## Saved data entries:
• • • • • • •
//! Host stand-ins for the front-end chip, the accelerometer and the
//! algorithm library.

use std::collections::{BTreeMap, VecDeque};
use std::time::Duration;

use sampler_core::config::{ConfigSet, ResetKind};
use sampler_core::driver::{
    AccelSample, AgcEngine, AuxSensorKind, AuxSensors, CapSample, ChipControl, ChipSelect,
    EventSink, FifoRead, FrameDecoder, LeadChange, LeadDetector, LeadOutcome, MotionConfirm,
};
use sampler_core::engineering::ChannelParams;
use sampler_core::functions::{AlgorithmResult, ChannelTag, Frame, FunctionId, RawWord};
use sampler_core::slots::{SLOT_COUNT, SlotMask, SlotOrder};
use sampler_core::wear::{SwitchMode, WearDetect};
use sampler_core::{AlgorithmError, DriverError, EventExtra, EventReport, IrqEvents};

/// Chip FIFO depth in words.
const FIFO_DEPTH_WORDS: usize = 1024;

/// Register-level model of the chip.
#[derive(Debug)]
pub struct SimChip {
    fifo: VecDeque<u8>,
    pending: IrqEvents,
    /// Interrupt line; cleared by [`SimChip::take_line`].
    line: bool,
    watermark: u16,
    slots: SlotMask,
    dividers: [u16; SLOT_COUNT],
    sampling: bool,
    low_power: bool,
    running: Vec<FunctionId>,
    loaded: Option<&'static str>,
    wear: WearDetect,
    sample_counter: u32,
    /// Per-channel overrides keyed by raw channel tag.
    channel_params: BTreeMap<u8, ChannelParams>,
    pub failing_loads: u32,
    pub resets: u32,
}

impl SimChip {
    pub fn new() -> Self {
        Self {
            fifo: VecDeque::new(),
            pending: IrqEvents::empty(),
            line: false,
            watermark: 0,
            slots: SlotMask::EMPTY,
            dividers: [39; SLOT_COUNT],
            sampling: false,
            low_power: true,
            running: Vec::new(),
            loaded: None,
            wear: WearDetect::WearOn,
            sample_counter: 0,
            channel_params: BTreeMap::new(),
            failing_loads: 0,
            resets: 0,
        }
    }

    /// Latches `events` and asserts the interrupt line.
    pub fn raise(&mut self, events: IrqEvents) {
        self.pending.insert(events);
        self.line = true;
    }

    /// Unexpected reset: the chip loses its state and reports it.
    pub fn glitch(&mut self) {
        self.clear();
        self.raise(IrqEvents::CHIP_RESET);
    }

    pub fn take_line(&mut self) -> bool {
        std::mem::take(&mut self.line)
    }

    /// Appends `frames` samples for every tag, raising the watermark
    /// interrupt when the level crosses it.
    pub fn push_frames(&mut self, tags: &[ChannelTag], frames: usize) -> usize {
        let mut pushed = 0;
        for _ in 0..frames {
            for tag in tags {
                if self.level() >= FIFO_DEPTH_WORDS {
                    self.raise(IrqEvents::FIFO_FULL);
                    return pushed;
                }
                self.sample_counter = self.sample_counter.wrapping_add(1);
                let value = 0x0008_0000 | (self.sample_counter & 0xFFFF);
                let word = RawWord::compose(*tag, 2, value);
                self.fifo.extend(word.to_be_bytes());
                pushed += 1;
            }
        }
        if self.watermark > 0 && self.level() >= usize::from(self.watermark) {
            self.raise(IrqEvents::FIFO_WATERMARK);
        }
        pushed
    }

    fn clear(&mut self) {
        self.fifo.clear();
        self.pending = IrqEvents::empty();
        self.slots = SlotMask::EMPTY;
        self.dividers = [39; SLOT_COUNT];
        self.sampling = false;
        self.running.clear();
        self.loaded = None;
        self.wear = WearDetect::WearOn;
        self.channel_params.clear();
    }

    pub fn level(&self) -> usize {
        self.fifo.len() / RawWord::BYTES
    }

    pub fn running(&self) -> &[FunctionId] {
        &self.running
    }

    pub fn loaded(&self) -> Option<&'static str> {
        self.loaded
    }

    pub fn watermark(&self) -> u16 {
        self.watermark
    }

    pub fn slots(&self) -> SlotMask {
        self.slots
    }

    pub fn divider(&self, slot: u8) -> u16 {
        self.dividers[usize::from(slot)]
    }

    pub fn low_power(&self) -> bool {
        self.low_power
    }

    pub fn wear(&self) -> WearDetect {
        self.wear
    }

    /// Channels carrying engineering overrides.
    pub fn tuned_channels(&self) -> usize {
        self.channel_params.len()
    }
}

impl Default for SimChip {
    fn default() -> Self {
        Self::new()
    }
}

impl ChipControl for SimChip {
    fn select(&mut self, chip: ChipSelect) {
        log::trace!("sim: select {chip:?}");
    }

    fn reset(&mut self, kind: ResetKind) -> Result<(), DriverError> {
        log::debug!("sim: {kind:?} reset");
        self.resets += 1;
        self.clear();
        Ok(())
    }

    fn delay(&mut self, duration: Duration) {
        log::trace!("sim: settle {} ms", duration.as_millis());
    }

    fn enter_low_power(&mut self) -> Result<(), DriverError> {
        self.low_power = true;
        Ok(())
    }

    fn exit_low_power(&mut self) -> Result<(), DriverError> {
        self.low_power = false;
        Ok(())
    }

    fn load_configuration(&mut self, config: &ConfigSet) -> Result<(), DriverError> {
        if self.failing_loads > 0 {
            self.failing_loads -= 1;
            return Err(DriverError::Resource);
        }
        self.loaded = Some(config.name);
        self.watermark = config.fifo_watermark;
        Ok(())
    }

    fn irq_status(&mut self) -> Result<IrqEvents, DriverError> {
        Ok(std::mem::take(&mut self.pending))
    }

    fn fifo_level(&mut self) -> Result<u16, DriverError> {
        u16::try_from(self.level()).map_err(|_| DriverError::Generic)
    }

    fn read_fifo(&mut self, buffer: &mut [u8]) -> Result<FifoRead, DriverError> {
        let bytes = buffer.len().min(self.fifo.len());
        for (slot, byte) in buffer.iter_mut().zip(self.fifo.drain(..bytes)) {
            *slot = byte;
        }
        Ok(FifoRead {
            bytes,
            more_pending: false,
        })
    }

    fn write_fifo_watermark(&mut self, words: u16) -> Result<(), DriverError> {
        self.watermark = words;
        Ok(())
    }

    fn sampling_enabled(&mut self) -> Result<bool, DriverError> {
        Ok(self.sampling)
    }

    fn set_sampling_enabled(&mut self, enabled: bool) -> Result<(), DriverError> {
        self.sampling = enabled;
        Ok(())
    }

    fn write_slot_enable(&mut self, slots: SlotMask) -> Result<(), DriverError> {
        self.slots = slots;
        Ok(())
    }

    fn slot_divider(&mut self, slot: u8) -> Result<u16, DriverError> {
        self.dividers
            .get(usize::from(slot))
            .copied()
            .ok_or(DriverError::Generic)
    }

    fn write_slot_divider(&mut self, slot: u8, divider: u16) -> Result<(), DriverError> {
        let entry = self
            .dividers
            .get_mut(usize::from(slot))
            .ok_or(DriverError::Generic)?;
        *entry = divider;
        Ok(())
    }

    fn write_slot_order(&mut self, position: u8, entry: SlotOrder) -> Result<(), DriverError> {
        log::trace!("sim: slot order {position} <- {entry:?}");
        Ok(())
    }

    fn write_slot_time(&mut self, _: u8, _: u16) -> Result<(), DriverError> {
        Ok(())
    }

    fn function_start(&mut self, id: FunctionId) -> Result<(), DriverError> {
        if self.loaded.is_none() {
            return Err(DriverError::Resource);
        }
        if !self.running.contains(&id) {
            self.running.push(id);
        }
        Ok(())
    }

    fn function_stop(&mut self, id: FunctionId) -> Result<(), DriverError> {
        self.running.retain(|running| *running != id);
        Ok(())
    }

    fn wear_detect_switch(
        &mut self,
        target: WearDetect,
        mode: SwitchMode,
    ) -> Result<(), DriverError> {
        log::trace!("sim: wear switch to {target:?} ({mode:?})");
        self.wear = target;
        Ok(())
    }

    fn write_channel_params(
        &mut self,
        channel: ChannelTag,
        params: ChannelParams,
    ) -> Result<(), DriverError> {
        if self.loaded.is_none() {
            return Err(DriverError::Resource);
        }
        log::trace!("sim: channel {:#04x} <- {params:?}", channel.raw());
        self.channel_params.insert(channel.raw(), params);
        Ok(())
    }
}

/// Accelerometer that serves queued samples.
#[derive(Debug, Default)]
pub struct SimSensors {
    queued: VecDeque<AccelSample>,
    caching: Vec<AuxSensorKind>,
}

impl SimSensors {
    /// Queues `count` samples of a slow wrist sway.
    pub fn queue_motion(&mut self, count: usize) {
        for step in 0..count {
            let phase = i16::try_from(step % 64).unwrap_or(0);
            self.queued.push_back(AccelSample {
                x: phase * 8,
                y: 512 - phase * 4,
                z: 1024,
            });
        }
    }

    pub fn queued(&self) -> usize {
        self.queued.len()
    }

    pub fn caching(&self) -> &[AuxSensorKind] {
        &self.caching
    }
}

impl AuxSensors for SimSensors {
    fn start_caching(&mut self, kind: AuxSensorKind) {
        if !self.caching.contains(&kind) {
            self.caching.push(kind);
        }
    }

    fn stop_caching(&mut self, kind: AuxSensorKind) {
        self.caching.retain(|cached| *cached != kind);
        if kind == AuxSensorKind::Accel {
            self.queued.clear();
        }
    }

    fn read_accel(&mut self, out: &mut [AccelSample]) -> usize {
        let count = out.len().min(self.queued.len());
        for (slot, sample) in out.iter_mut().zip(self.queued.drain(..count)) {
            *slot = sample;
        }
        count
    }
}

/// Algorithm library double: averages channel values and counts frames.
#[derive(Debug, Default)]
pub struct SimAlgorithms {
    frames: BTreeMap<FunctionId, u32>,
    accel_points: usize,
    motion_samples: usize,
    agc_passes: u32,
    pub movement: bool,
    timer: bool,
}

impl SimAlgorithms {
    pub fn frames(&self) -> &BTreeMap<FunctionId, u32> {
        &self.frames
    }

    pub fn accel_points(&self) -> usize {
        self.accel_points
    }

    pub fn motion_samples(&self) -> usize {
        self.motion_samples
    }

    pub fn agc_passes(&self) -> u32 {
        self.agc_passes
    }

    pub fn timer(&self) -> bool {
        self.timer
    }
}

impl FrameDecoder for SimAlgorithms {
    fn start(&mut self, id: FunctionId) -> Result<(), AlgorithmError> {
        self.frames.insert(id, 0);
        Ok(())
    }

    fn stop(&mut self, id: FunctionId) -> Result<(), AlgorithmError> {
        self.frames.remove(&id);
        Ok(())
    }

    fn decode(&mut self, frame: &Frame<'_>) -> Result<Option<AlgorithmResult>, AlgorithmError> {
        *self.frames.entry(frame.function).or_default() += 1;
        self.accel_points += frame.sensors.accel.len();

        let sum: u64 = frame.values.iter().map(|value| u64::from(*value)).sum();
        let count = u64::try_from(frame.values.len().max(1)).map_err(|_| AlgorithmError::Generic)?;
        let mean = i32::try_from(sum / count).map_err(|_| AlgorithmError::Generic)?;
        Ok(Some(AlgorithmResult {
            values: [mean, 0, 0, 0],
            confidence: 90,
            frame_index: frame.index,
        }))
    }
}

impl AgcEngine for SimAlgorithms {
    fn process(&mut self, _: &[u8], _: IrqEvents) -> Result<(), AlgorithmError> {
        self.agc_passes += 1;
        Ok(())
    }

    fn reset_gain(&mut self) {
        log::debug!("sim: gain reset");
    }
}

impl LeadDetector for SimAlgorithms {
    fn handle(&mut self, _: &mut IrqEvents, _: &[u8]) -> Result<LeadOutcome, AlgorithmError> {
        Ok(LeadOutcome::default())
    }
}

impl MotionConfirm for SimAlgorithms {
    fn start_adt_with_motion(&mut self) {
        log::debug!("sim: adt waiting for movement");
    }

    fn stop_adt_with_motion(&mut self) {
        log::debug!("sim: adt movement confirmed");
    }

    fn movement_confirmed(&mut self) -> bool {
        self.movement
    }

    fn reset_motion(&mut self) {
        self.motion_samples = 0;
    }

    fn feed(&mut self, accel: &[AccelSample], _: &[CapSample]) {
        self.motion_samples += accel.len();
    }

    fn start_timer(&mut self) {
        self.timer = true;
    }

    fn stop_timer(&mut self) {
        self.timer = false;
    }
}

/// Collects protocol-facing reports as transcript lines.
#[derive(Debug, Default)]
pub struct TranscriptSink {
    lines: Vec<String>,
}

impl TranscriptSink {
    pub fn drain(&mut self) -> Vec<String> {
        std::mem::take(&mut self.lines)
    }
}

impl EventSink for TranscriptSink {
    fn report(&mut self, report: &EventReport) {
        self.lines.push(format!("event {report}"));
    }

    fn lead_changed(&mut self, change: LeadChange, extra: EventExtra) {
        self.lines.push(format!("lead {change:?} extra={extra}"));
    }

    fn wear_changed(&mut self, report: &EventReport) {
        self.lines.push(format!("wear {report}"));
    }
}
• • • • • • •
## YOUR GOAL:
Within the records, filter for lines that contain the word "position" and show each one.

## ANSWER BELOW:
    fn write_slot_order(&mut self, position: u8, entry: SlotOrder) -> Result<(), DriverError> {
        log::trace!("sim: slot order {position} <- {entry:?}");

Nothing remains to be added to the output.